It could be. However, one would have to review your actual lease to see which provision the landlord might have breached in such an instance.
Moreover, under California law, all leases have the implied covenant of "quiet enjoyment". (California Civil Code, § 1927). The landlord (and management company) has the duty to preserve the quiet enjoyment of all tenants. (Davis v. Gomez (1989) 207 Cal.App.3d 1401, 1404.)
If you as a tenant unilaterally breach the lease and move out without the approval of the landlord or management company, then the landlord has the right to take your security deposit for the unpaid rent, and bring a lawsuit to recover the rent due for the remaining duration of the lease. Typically, since the landlord has the duty to mitigate damages by finding a replacement tenant, the lawsuit will not be filed right away. A judgment against you which is not satisfied (unpaid) will certainly reduce your credit score. A tenant will have the opportunity to fight a lawsuit in the event the landlord or management company decides to sue for the balance of the rent due.
Basically, what you as the tenant want to establish in your defense is a "constructive eviction" defense. The concept of a “constructive eviction” exists under the rubric of a breach of the covenant of quiet enjoyment that is implied in every rental agreement. (Stoiber v Honeychuck (1980) 101 Cal.App.3d 903, 925–926.)

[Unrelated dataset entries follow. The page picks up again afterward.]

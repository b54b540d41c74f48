//! Menu actions and the context they run in.
//!
//! Each action is bound to one subscriber when it is put on the menu, but it
//! is handed that subscriber only for the duration of [`Action::execute`].

mod movement;
mod suicide;

pub use movement::*;
pub use suicide::*;

use std::io::Write;

use life_rules::{ActionSubscriber, PositionDelta};

use crate::error::GameError;
use crate::rng::GameRng;

/// Everything an action may use besides its subscriber.
pub struct TurnContext<'a> {
    pub rng: &'a mut GameRng,
    pub out: &'a mut dyn Write,
}

impl<'a> TurnContext<'a> {
    pub fn new(rng: &'a mut GameRng, out: &'a mut dyn Write) -> Self {
        Self { rng, out }
    }

    /// A delta with both components drawn from `[0, limit)`.
    pub fn random_delta(&mut self, limit: i32) -> PositionDelta {
        let x = self.rng.gen_range(0..limit);
        let y = self.rng.gen_range(0..limit);
        PositionDelta { x, y }
    }
}

/// A command that changes a subscriber.
pub trait Action {
    fn execute(&self, subscriber: &mut dyn ActionSubscriber, ctx: &mut TurnContext<'_>) -> Result<(), GameError>;

    /// Menu text for this action when bound to `subscriber`.
    fn description(&self, subscriber: &dyn ActionSubscriber) -> String;
}

#[cfg(test)]
pub(crate) mod testing {
    use life_rules::{ActionSubscriber, BuffSet, BuffsDelta, PositionDelta, StatsDelta};

    /// Subscriber that records every delta it receives.
    #[derive(Default)]
    pub struct Recorder {
        pub stats: Vec<StatsDelta>,
        pub buffs: Vec<BuffsDelta>,
        pub positions: Vec<PositionDelta>,
        pub held: BuffSet,
    }

    impl ActionSubscriber for Recorder {
        fn apply_stats(&mut self, stats: &StatsDelta) {
            self.stats.push(*stats);
        }

        fn apply_buffs(&mut self, buffs: &BuffsDelta) {
            self.held.extend(buffs.add.iter().cloned());
            self.buffs.push(buffs.clone());
        }

        fn apply_position(&mut self, position: &PositionDelta) {
            self.positions.push(*position);
        }

        fn subscriber_description(&self) -> String {
            "recorder".to_owned()
        }

        fn health(&self) -> u32 {
            if self.stats.is_empty() {
                1000
            } else {
                0
            }
        }
    }
}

Substantial interference is required to establish a breach of quiet enjoyment. An interference by the landlord "by which the tenant is deprived of the beneficial enjoyment of the premises amounts to a constructive eviction if the tenant so elects and surrenders possession, and the tenant will not be liable for rentals for the portion of the term following his eviction." (Kulawitz v. Pacific Paper Co. (1944) 25 Cal.2d 664, 670.)
Minor inconveniences and annoyances are not actionable breaches of the implied covenant of quiet enjoyment. To be actionable, the landlord's act or omission must substantially interfere with a tenant's right to use and enjoy the premises for the purposes contemplated by the tenancy. (Petroleum Collections Inc. v. Swords (1975) 48 Cal.App.3d 841, 846.)
If you are a tenant who makes little or no attempts to inform the landlord of the noise problems and just quietly move out, this fact would not look favorably in the eyes of the court or a jury. To protect your credit, a much better approach would be to negotiate a lease termination agreement whereby you agree to pay a certain sum in exchange for a full release of any and all obligations under the lease.
However, if the landlord is not willing to enter into a lease termination agreement, then I suggest that before you move out, write another letter to the landlord or management company documenting the entire chronology of events, from the inception of the problem to the multiple requests you made to the landlord or management company regarding this issue.
Frank W. Chen has been licensed to practice law in California since 1988. The information presented here is general in nature and is not intended, nor should be construed, as legal advice for a particular case. This posting does not create any attorney-client relationship with the author. For specific advice about your particular situation, consult with your own attorney.
You may be better off working out some sort of credit with the landlord for the inconvenience and the lack of available amenities.